Personality in a Walking-stick

by Jason Orme    July 12, 2012

Anybody can forget a necessary thing.


But nobody ever had any swelling sentiments about an umbrella; it is a convenience, like a door scraper. An umbrella is a necessary evil. A walking-stick is a quite unnecessary good. This, I fancy, is the real explanation of the perpetual losing of umbrellas; one does not hear of people losing walking sticks. For a walking-stick is a pleasure, a piece of real personal property; it is missed even when it is not needed. When my right hand forgets its stick may it forget its cunning. But anybody may forget an umbrella, as anybody might forget a shed that he has stood up in out of the rain. Anybody can forget a necessary thing.

[G.K. Chesterton in What’s Wrong with the World.]

We spend time with our clients talking about the difference between operational accuracy (umbrellas) and brand personality (walking-sticks).

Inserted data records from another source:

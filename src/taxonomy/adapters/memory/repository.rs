//! In-memory repository for categories and sub-categories.

use crate::taxonomy::{
    domain::{Category, CategoryId, Pillar, SubCategory, SubCategoryId},
    ports::{TaxonomyRepository, TaxonomyRepositoryError, TaxonomyRepositoryResult},
};
use async_trait::async_trait;
use std::collections::HashMap;
use std::sync::{Arc, RwLock, RwLockReadGuard, RwLockWriteGuard};

/// Thread-safe in-memory taxonomy repository.
#[derive(Debug, Clone, Default)]
pub struct InMemoryTaxonomyRepository {
    state: Arc<RwLock<InMemoryTaxonomyState>>,
}

#[derive(Debug, Default)]
struct InMemoryTaxonomyState {
    categories: HashMap<CategoryId, Category>,
    sub_categories: HashMap<SubCategoryId, SubCategory>,
}

impl InMemoryTaxonomyRepository {
    /// Creates an empty in-memory repository.
    #[must_use]
    pub fn new() -> Self {
        Self::default()
    }

    fn read(&self) -> TaxonomyRepositoryResult<RwLockReadGuard<'_, InMemoryTaxonomyState>> {
        self.state.read().map_err(|err| {
            TaxonomyRepositoryError::persistence(std::io::Error::other(err.to_string()))
        })
    }

    fn write(&self) -> TaxonomyRepositoryResult<RwLockWriteGuard<'_, InMemoryTaxonomyState>> {
        self.state.write().map_err(|err| {
            TaxonomyRepositoryError::persistence(std::io::Error::other(err.to_string()))
        })
    }
}

fn ensure_unique_category_name(
    state: &InMemoryTaxonomyState,
    category: &Category,
) -> TaxonomyRepositoryResult<()> {
    let collides = state.categories.values().any(|existing| {
        existing.id() != category.id()
            && existing.pillar() == category.pillar()
            && existing.name().matches(category.name())
    });
    if collides {
        return Err(TaxonomyRepositoryError::DuplicateCategoryName {
            pillar: category.pillar(),
            name: category.name().clone(),
        });
    }
    Ok(())
}

#[async_trait]
impl TaxonomyRepository for InMemoryTaxonomyRepository {
    async fn store_category(&self, category: &Category) -> TaxonomyRepositoryResult<()> {
        let mut state = self.write()?;
        ensure_unique_category_name(&state, category)?;
        state.categories.insert(category.id(), category.clone());
        Ok(())
    }

    async fn update_category(&self, category: &Category) -> TaxonomyRepositoryResult<()> {
        let mut state = self.write()?;
        if !state.categories.contains_key(&category.id()) {
            return Err(TaxonomyRepositoryError::CategoryNotFound(category.id()));
        }
        ensure_unique_category_name(&state, category)?;
        state.categories.insert(category.id(), category.clone());
        Ok(())
    }

    async fn find_category(&self, id: CategoryId) -> TaxonomyRepositoryResult<Option<Category>> {
        let state = self.read()?;
        Ok(state.categories.get(&id).cloned())
    }

    async fn list_categories(
        &self,
        pillar: Option<Pillar>,
    ) -> TaxonomyRepositoryResult<Vec<Category>> {
        let state = self.read()?;
        let mut categories: Vec<Category> = state
            .categories
            .values()
            .filter(|category| pillar.is_none_or(|wanted| category.pillar() == wanted))
            .cloned()
            .collect();
        categories.sort_by(|left, right| {
            left.pillar()
                .cmp(&right.pillar())
                .then_with(|| left.name().as_str().cmp(right.name().as_str()))
        });
        Ok(categories)
    }

    async fn store_sub_category(
        &self,
        sub_category: &SubCategory,
    ) -> TaxonomyRepositoryResult<()> {
        let mut state = self.write()?;
        let category_id = sub_category.category_id();
        if !state.categories.contains_key(&category_id) {
            return Err(TaxonomyRepositoryError::CategoryNotFound(category_id));
        }
        let collides = state.sub_categories.values().any(|existing| {
            existing.category_id() == category_id && existing.name().matches(sub_category.name())
        });
        if collides {
            return Err(TaxonomyRepositoryError::DuplicateSubCategoryName {
                category_id,
                name: sub_category.name().clone(),
            });
        }
        state
            .sub_categories
            .insert(sub_category.id(), sub_category.clone());
        Ok(())
    }

    async fn find_sub_category(
        &self,
        id: SubCategoryId,
    ) -> TaxonomyRepositoryResult<Option<SubCategory>> {
        let state = self.read()?;
        Ok(state.sub_categories.get(&id).cloned())
    }

    async fn list_sub_categories(
        &self,
        category_id: CategoryId,
    ) -> TaxonomyRepositoryResult<Vec<SubCategory>> {
        let state = self.read()?;
        let mut sub_categories: Vec<SubCategory> = state
            .sub_categories
            .values()
            .filter(|sub_category| sub_category.category_id() == category_id)
            .cloned()
            .collect();
        sub_categories.sort_by(|left, right| left.name().as_str().cmp(right.name().as_str()));
        Ok(sub_categories)
    }
}
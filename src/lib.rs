//! Pillarwise: pillar-based personal time allocation.
//!
//! Tasks belong to one of three pillars (hard work, calmness, family) and
//! carry a per-period minute allocation. Minutes are logged against
//! sub-units of a period (hours of a day, days of a week or month, months
//! of a year), and reconciliation compares what was allocated with what was
//! spent.
//!
//! # Architecture
//!
//! Each bounded context follows hexagonal architecture principles:
//!
//! - **Domain**: Pure business logic with no infrastructure dependencies
//! - **Ports**: Abstract trait interfaces for storage
//! - **Adapters**: In-memory and `PostgreSQL` implementations of the ports
//! - **Services**: Use cases orchestrating domain and ports
//!
//! # Modules
//!
//! - [`taxonomy`]: Pillars, categories, and sub-categories
//! - [`task`]: Task definitions and their global lifecycle
//! - [`tracking`]: Time entries, per-period statuses, and reconciliation
//! - [`app`]: Wiring of stores and services
//! - [`http`]: JSON API over the services

pub mod app;
pub mod config;
pub mod db;
pub mod http;
pub mod task;
pub mod taxonomy;
pub mod telemetry;
pub mod tracking;

#[cfg(test)]
mod test_support;
//! Read-only analytics handlers.

use super::{ApiError, AppState};
use crate::tracking::domain::Granularity;
use crate::tracking::services::{CompletionRate, PillarBreakdown};
use axum::Json;
use axum::extract::{Query, State};
use chrono::NaiveDate;
use serde::Deserialize;

#[derive(Debug, Deserialize)]
pub(super) struct AnalyticsQuery {
    granularity: Granularity,
    from: NaiveDate,
    to: NaiveDate,
}

pub(super) async fn pillar_breakdown(
    State(state): State<AppState>,
    Query(query): Query<AnalyticsQuery>,
) -> Result<Json<PillarBreakdown>, ApiError> {
    let breakdown = state
        .analytics
        .pillar_breakdown(query.granularity, query.from, query.to)
        .await?;
    Ok(Json(breakdown))
}

pub(super) async fn completion_rate(
    State(state): State<AppState>,
    Query(query): Query<AnalyticsQuery>,
) -> Result<Json<CompletionRate>, ApiError> {
    let rate = state
        .analytics
        .completion_rate(query.granularity, query.from, query.to)
        .await?;
    Ok(Json(rate))
}
//! Task registry for pillarwise.
//!
//! Tasks are the unit of allocation: each one sits under a pillar and
//! category, recurs at a fixed frequency, and expects a number of minutes per
//! period. Global completion and "not applicable" stamps remove a task from
//! every period on or after the stamp date; soft deletion retires a task while
//! leaving its logged history intact. The module follows hexagonal
//! architecture:
//!
//! - Domain types in [`domain`]
//! - Port contracts in [`ports`]
//! - Adapter implementations in [`adapters`]
//! - Orchestration services in [`services`]

pub mod adapters;
pub mod domain;
pub mod ports;
pub mod services;

#[cfg(test)]
mod tests;
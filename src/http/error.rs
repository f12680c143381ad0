//! Mapping from service errors to HTTP responses.

use crate::task::ports::TaskRepositoryError;
use crate::task::services::TaskRegistryError;
use crate::taxonomy::ports::TaxonomyRepositoryError;
use crate::taxonomy::services::TaxonomyServiceError;
use crate::tracking::domain::{ParseGranularityError, TrackingDomainError};
use crate::tracking::ports::TrackingRepositoryError;
use crate::tracking::services::TrackingServiceError;
use axum::Json;
use axum::http::StatusCode;
use axum::response::{IntoResponse, Response};
use serde_json::json;
use tracing::error;

/// Error response carrying a status code and a message.
#[derive(Debug, Clone, PartialEq, Eq)]
pub struct ApiError {
    status: StatusCode,
    message: String,
}

impl ApiError {
    /// Creates a 400 response.
    #[must_use]
    pub fn bad_request(message: impl ToString) -> Self {
        Self {
            status: StatusCode::BAD_REQUEST,
            message: message.to_string(),
        }
    }

    /// Creates a 404 response.
    #[must_use]
    pub fn not_found(message: impl ToString) -> Self {
        Self {
            status: StatusCode::NOT_FOUND,
            message: message.to_string(),
        }
    }

    /// Creates a 500 response, logging the cause.
    #[must_use]
    pub fn internal(cause: impl std::fmt::Display) -> Self {
        error!(error = %cause, "request failed");
        Self {
            status: StatusCode::INTERNAL_SERVER_ERROR,
            message: "internal server error".to_owned(),
        }
    }

    /// Returns the response status.
    #[must_use]
    pub const fn status(&self) -> StatusCode {
        self.status
    }
}

impl IntoResponse for ApiError {
    fn into_response(self) -> Response {
        (self.status, Json(json!({ "error": self.message }))).into_response()
    }
}

impl From<TrackingDomainError> for ApiError {
    fn from(err: TrackingDomainError) -> Self {
        Self::bad_request(err)
    }
}

impl From<ParseGranularityError> for ApiError {
    fn from(err: ParseGranularityError) -> Self {
        Self::bad_request(err)
    }
}

impl From<TaxonomyRepositoryError> for ApiError {
    fn from(err: TaxonomyRepositoryError) -> Self {
        match err {
            TaxonomyRepositoryError::CategoryNotFound(_) => Self::not_found(err),
            TaxonomyRepositoryError::DuplicateCategoryName { .. }
            | TaxonomyRepositoryError::DuplicateSubCategoryName { .. } => Self::bad_request(err),
            TaxonomyRepositoryError::Persistence(_) => Self::internal(err),
        }
    }
}

impl From<TaskRepositoryError> for ApiError {
    fn from(err: TaskRepositoryError) -> Self {
        match err {
            TaskRepositoryError::NotFound(_) => Self::not_found(err),
            TaskRepositoryError::DuplicateTask(_) => Self::bad_request(err),
            TaskRepositoryError::Persistence(_) => Self::internal(err),
        }
    }
}

impl From<TrackingRepositoryError> for ApiError {
    fn from(err: TrackingRepositoryError) -> Self {
        match err {
            TrackingRepositoryError::UnknownTask(_) => Self::bad_request(err),
            TrackingRepositoryError::Persistence(_) => Self::internal(err),
        }
    }
}

impl From<TaxonomyServiceError> for ApiError {
    fn from(err: TaxonomyServiceError) -> Self {
        match err {
            TaxonomyServiceError::Domain(inner) => Self::bad_request(inner),
            TaxonomyServiceError::Repository(inner) => inner.into(),
        }
    }
}

impl From<TaskRegistryError> for ApiError {
    fn from(err: TaskRegistryError) -> Self {
        match err {
            TaskRegistryError::Domain(inner) => Self::bad_request(inner),
            TaskRegistryError::Repository(inner) => inner.into(),
            TaskRegistryError::Taxonomy(inner) => inner.into(),
            TaskRegistryError::Tracking(inner) => inner.into(),
            TaskRegistryError::NotFound(_) => Self::not_found(err),
            TaskRegistryError::UnknownCategory(_)
            | TaskRegistryError::CategoryPillarMismatch { .. }
            | TaskRegistryError::UnknownSubCategory(_)
            | TaskRegistryError::SubCategoryMismatch { .. } => Self::bad_request(err),
        }
    }
}

impl From<TrackingServiceError> for ApiError {
    fn from(err: TrackingServiceError) -> Self {
        match err {
            TrackingServiceError::Domain(inner) => inner.into(),
            TrackingServiceError::Repository(inner) => inner.into(),
            TrackingServiceError::Tasks(inner) => inner.into(),
            TrackingServiceError::Taxonomy(inner) => inner.into(),
            TrackingServiceError::EntryNotFound { .. } => Self::not_found(err),
            TrackingServiceError::UnknownTask(_)
            | TrackingServiceError::TaskRetired(_)
            | TrackingServiceError::UnknownCategory(_)
            | TrackingServiceError::DuplicateSlot { .. } => Self::bad_request(err),
        }
    }
}
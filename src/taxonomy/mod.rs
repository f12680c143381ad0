//! Pillar, category, and sub-category taxonomy.
//!
//! Every task is placed somewhere in the fixed three-pillar framework:
//! pillar → category → optional sub-category. The taxonomy is the source of
//! truth for those placements and for the names captured in time-entry
//! snapshots. The module follows hexagonal architecture:
//!
//! - Domain types in [`domain`]
//! - Port contracts in [`ports`]
//! - Adapter implementations in [`adapters`]
//! - Orchestration services in [`services`]

pub mod adapters;
pub mod domain;
pub mod ports;
pub mod services;

#[cfg(test)]
mod tests;
//! Repository port for cached period summaries.

use super::TrackingRepositoryResult;
use crate::tracking::domain::{Granularity, PeriodAnchor, PeriodSummary};
use async_trait::async_trait;
use chrono::NaiveDate;

/// Summary cache read contract: one row per anchor.
#[async_trait]
pub trait PeriodSummaryRepository: Send + Sync {
    /// Returns the cached summary of a period.
    async fn find(&self, anchor: PeriodAnchor) -> TrackingRepositoryResult<Option<PeriodSummary>>;

    /// Lists cached summaries of the granularity whose anchor date lies in
    /// `from..=to`, oldest first.
    async fn list_range(
        &self,
        granularity: Granularity,
        from: NaiveDate,
        to: NaiveDate,
    ) -> TrackingRepositoryResult<Vec<PeriodSummary>>;
}
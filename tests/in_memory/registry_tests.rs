//! Taxonomy placement and task lifecycle through the public services.

use super::helpers::{TestServices, anchor, services, task};
use pillarwise::{
    task::{
        domain::{Frequency, TaskPlacement},
        ports::TaskQuery,
        services::{CreateTaskRequest, TaskRegistryError, UpdateTaskRequest},
    },
    taxonomy::{
        domain::Pillar,
        ports::TaxonomyRepositoryError,
        services::{CreateCategoryRequest, TaxonomyServiceError},
    },
    tracking::{
        domain::{Granularity, SubUnit},
        services::{EntryInput, TrackingServiceError},
    },
};
use rstest::rstest;

#[rstest]
#[tokio::test(flavor = "multi_thread")]
async fn category_names_are_unique_per_pillar_ignoring_case(services: TestServices) {
    services
        .taxonomy
        .create_category(CreateCategoryRequest::new(Pillar::Family, "Dinners"))
        .await
        .expect("first category should succeed");

    let duplicate = services
        .taxonomy
        .create_category(CreateCategoryRequest::new(Pillar::Family, "dinners"))
        .await;
    assert!(matches!(
        duplicate,
        Err(TaxonomyServiceError::Repository(
            TaxonomyRepositoryError::DuplicateCategoryName { .. }
        ))
    ));

    services
        .taxonomy
        .create_category(CreateCategoryRequest::new(Pillar::Calmness, "Dinners"))
        .await
        .expect("same name under another pillar should succeed");
}

#[rstest]
#[tokio::test(flavor = "multi_thread")]
async fn task_placement_must_match_category_pillar(services: TestServices) {
    let category = services
        .taxonomy
        .create_category(CreateCategoryRequest::new(Pillar::HardWork, "Writing"))
        .await
        .expect("category creation should succeed");

    let result = services
        .tasks
        .create(CreateTaskRequest::new(
            "Journal",
            TaskPlacement::new(Pillar::Calmness, category.id()),
            20,
            Frequency::Daily,
        ))
        .await;

    assert!(matches!(
        result,
        Err(TaskRegistryError::CategoryPillarMismatch { .. })
    ));
}

#[rstest]
#[tokio::test(flavor = "multi_thread")]
async fn listing_filters_by_frequency_and_hides_retired_tasks(services: TestServices) {
    let read = task(&services, Pillar::Calmness, "Read", 30, Frequency::Daily).await;
    task(&services, Pillar::Family, "Call parents", 60, Frequency::Weekly).await;
    services
        .tasks
        .soft_delete(read.id())
        .await
        .expect("soft delete should succeed");

    let daily = services
        .tasks
        .list(TaskQuery::active_with_frequency(Frequency::Daily))
        .await
        .expect("listing should succeed");
    assert!(daily.is_empty());

    let everything = services
        .tasks
        .list(TaskQuery {
            include_inactive: true,
            ..TaskQuery::default()
        })
        .await
        .expect("listing should succeed");
    assert_eq!(everything.len(), 2);
}

#[rstest]
#[tokio::test(flavor = "multi_thread")]
async fn retired_tasks_reject_new_minutes(services: TestServices) {
    let read = task(&services, Pillar::Calmness, "Read", 30, Frequency::Daily).await;
    services
        .tasks
        .soft_delete(read.id())
        .await
        .expect("soft delete should succeed");

    let result = services
        .entries
        .bulk_save(
            anchor(Granularity::Daily, 2024, 1, 1),
            vec![EntryInput::new(read.id(), SubUnit::new(9), 15)],
        )
        .await;

    assert!(matches!(result, Err(TrackingServiceError::TaskRetired(id)) if id == read.id()));
}

#[rstest]
#[tokio::test(flavor = "multi_thread")]
async fn hard_delete_removes_entries_and_statuses(services: TestServices) {
    let read = task(&services, Pillar::Calmness, "Read", 30, Frequency::Daily).await;
    let day = anchor(Granularity::Daily, 2024, 1, 1);
    services
        .entries
        .bulk_save(day, vec![EntryInput::new(read.id(), SubUnit::new(7), 30)])
        .await
        .expect("bulk save should succeed");
    services
        .statuses
        .mark_complete(read.id(), day)
        .await
        .expect("status change should succeed");

    let outcome = services
        .tasks
        .hard_delete(read.id())
        .await
        .expect("hard delete should succeed");

    assert_eq!((outcome.entries_removed, outcome.statuses_removed), (1, 1));
    let remaining = services
        .entries
        .entries(day, None)
        .await
        .expect("listing should succeed");
    assert!(remaining.is_empty());
    assert!(
        services
            .tasks
            .find(read.id())
            .await
            .expect("lookup should succeed")
            .is_none()
    );
}

#[rstest]
#[tokio::test(flavor = "multi_thread")]
async fn allocation_changes_apply_on_next_reconcile(services: TestServices) {
    let read = task(&services, Pillar::Calmness, "Read", 30, Frequency::Daily).await;
    let day = anchor(Granularity::Daily, 2024, 1, 1);
    services
        .entries
        .bulk_save(day, vec![EntryInput::new(read.id(), SubUnit::new(7), 45)])
        .await
        .expect("bulk save should succeed");

    services
        .tasks
        .update(read.id(), UpdateTaskRequest::new().with_allocated_minutes(45))
        .await
        .expect("update should succeed");

    let summary = services
        .reconciler
        .reconcile(day)
        .await
        .expect("reconcile should succeed");
    assert_eq!((summary.total_allocated, summary.total_spent), (45, 45));
    assert!(summary.is_complete);
}
//! Read-only aggregates over logged entries and cached summaries.

use super::TrackingServiceResult;
use crate::taxonomy::domain::Pillar;
use crate::tracking::{
    domain::{Granularity, PeriodAnchor, TrackingDomainError},
    ports::{PeriodSummaryRepository, TimeEntryRepository},
};
use chrono::NaiveDate;
use serde::Serialize;
use std::sync::Arc;

/// Minutes spent in one pillar.
#[derive(Debug, Clone, Copy, PartialEq, Eq, Serialize)]
pub struct PillarMinutes {
    /// Pillar recorded in the entry snapshots.
    pub pillar: Pillar,
    /// Minutes logged against that pillar.
    pub spent_minutes: u64,
}

/// Spent minutes per pillar over a range of periods.
#[derive(Debug, Clone, PartialEq, Eq, Serialize)]
pub struct PillarBreakdown {
    /// Period granularity the entries were logged at.
    pub granularity: Granularity,
    /// First anchor date considered.
    pub from: NaiveDate,
    /// Last date considered.
    pub to: NaiveDate,
    /// One row per pillar in display order, zeros included.
    pub pillars: Vec<PillarMinutes>,
    /// Minutes across all pillars.
    pub total_spent: u64,
}

/// Complete versus total cached summaries over a range.
#[derive(Debug, Clone, Copy, PartialEq, Eq, Serialize)]
pub struct CompletionRate {
    /// Period granularity.
    pub granularity: Granularity,
    /// Cached summaries flagged complete.
    pub complete: u64,
    /// Cached summaries in range.
    pub total: u64,
}

/// Aggregates history without mutating it.
#[derive(Clone)]
pub struct AnalyticsService {
    entries: Arc<dyn TimeEntryRepository>,
    summaries: Arc<dyn PeriodSummaryRepository>,
}

impl AnalyticsService {
    /// Creates an analytics service.
    #[must_use]
    pub fn new(
        entries: Arc<dyn TimeEntryRepository>,
        summaries: Arc<dyn PeriodSummaryRepository>,
    ) -> Self {
        Self { entries, summaries }
    }

    /// Sums spent minutes per pillar using the pillar each entry recorded
    /// when it was created.
    ///
    /// # Errors
    ///
    /// Returns [`TrackingDomainError::InvertedRange`] for a reversed range or
    /// a repository error when entries cannot be read.
    pub async fn pillar_breakdown(
        &self,
        granularity: Granularity,
        from: NaiveDate,
        to: NaiveDate,
    ) -> TrackingServiceResult<PillarBreakdown> {
        let start = range_start(granularity, from, to)?;
        let entries = self.entries.list_range(granularity, start, to).await?;

        let pillars: Vec<PillarMinutes> = Pillar::ALL
            .into_iter()
            .map(|pillar| PillarMinutes {
                pillar,
                spent_minutes: entries
                    .iter()
                    .filter(|entry| entry.snapshot().pillar == pillar)
                    .map(|entry| u64::from(entry.minutes()))
                    .sum(),
            })
            .collect();
        let total_spent = pillars.iter().map(|row| row.spent_minutes).sum();

        Ok(PillarBreakdown {
            granularity,
            from: start,
            to,
            pillars,
            total_spent,
        })
    }

    /// Counts complete cached summaries against all cached summaries.
    ///
    /// Periods that were never reconciled are not counted.
    ///
    /// # Errors
    ///
    /// Returns [`TrackingDomainError::InvertedRange`] for a reversed range or
    /// a repository error when the cache cannot be read.
    pub async fn completion_rate(
        &self,
        granularity: Granularity,
        from: NaiveDate,
        to: NaiveDate,
    ) -> TrackingServiceResult<CompletionRate> {
        let start = range_start(granularity, from, to)?;
        let summaries = self.summaries.list_range(granularity, start, to).await?;
        let complete = summaries.iter().filter(|summary| summary.is_complete).count();

        Ok(CompletionRate {
            granularity,
            complete: u64::try_from(complete).unwrap_or(u64::MAX),
            total: u64::try_from(summaries.len()).unwrap_or(u64::MAX),
        })
    }
}

fn range_start(
    granularity: Granularity,
    from: NaiveDate,
    to: NaiveDate,
) -> Result<NaiveDate, TrackingDomainError> {
    if to < from {
        return Err(TrackingDomainError::InvertedRange { from, to });
    }
    Ok(PeriodAnchor::containing(granularity, from)?.date())
}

There are certain operational necessities that every company must exercise, but they are not worth advertising. These umbrellas will not make them memorable or distinct or even safe. They are givens.

On the other hand, every brand should have a personality. This is what makes a brand stand out – its “ceremonial swagger.” Without this “piece of real personal property” you will be just like everyone else. Find what makes your brand unique and hold on to it.

You need both umbrellas and walking-sticks, but without a walking-stick a brand is forgettable. “Anybody can forget a necessary thing.”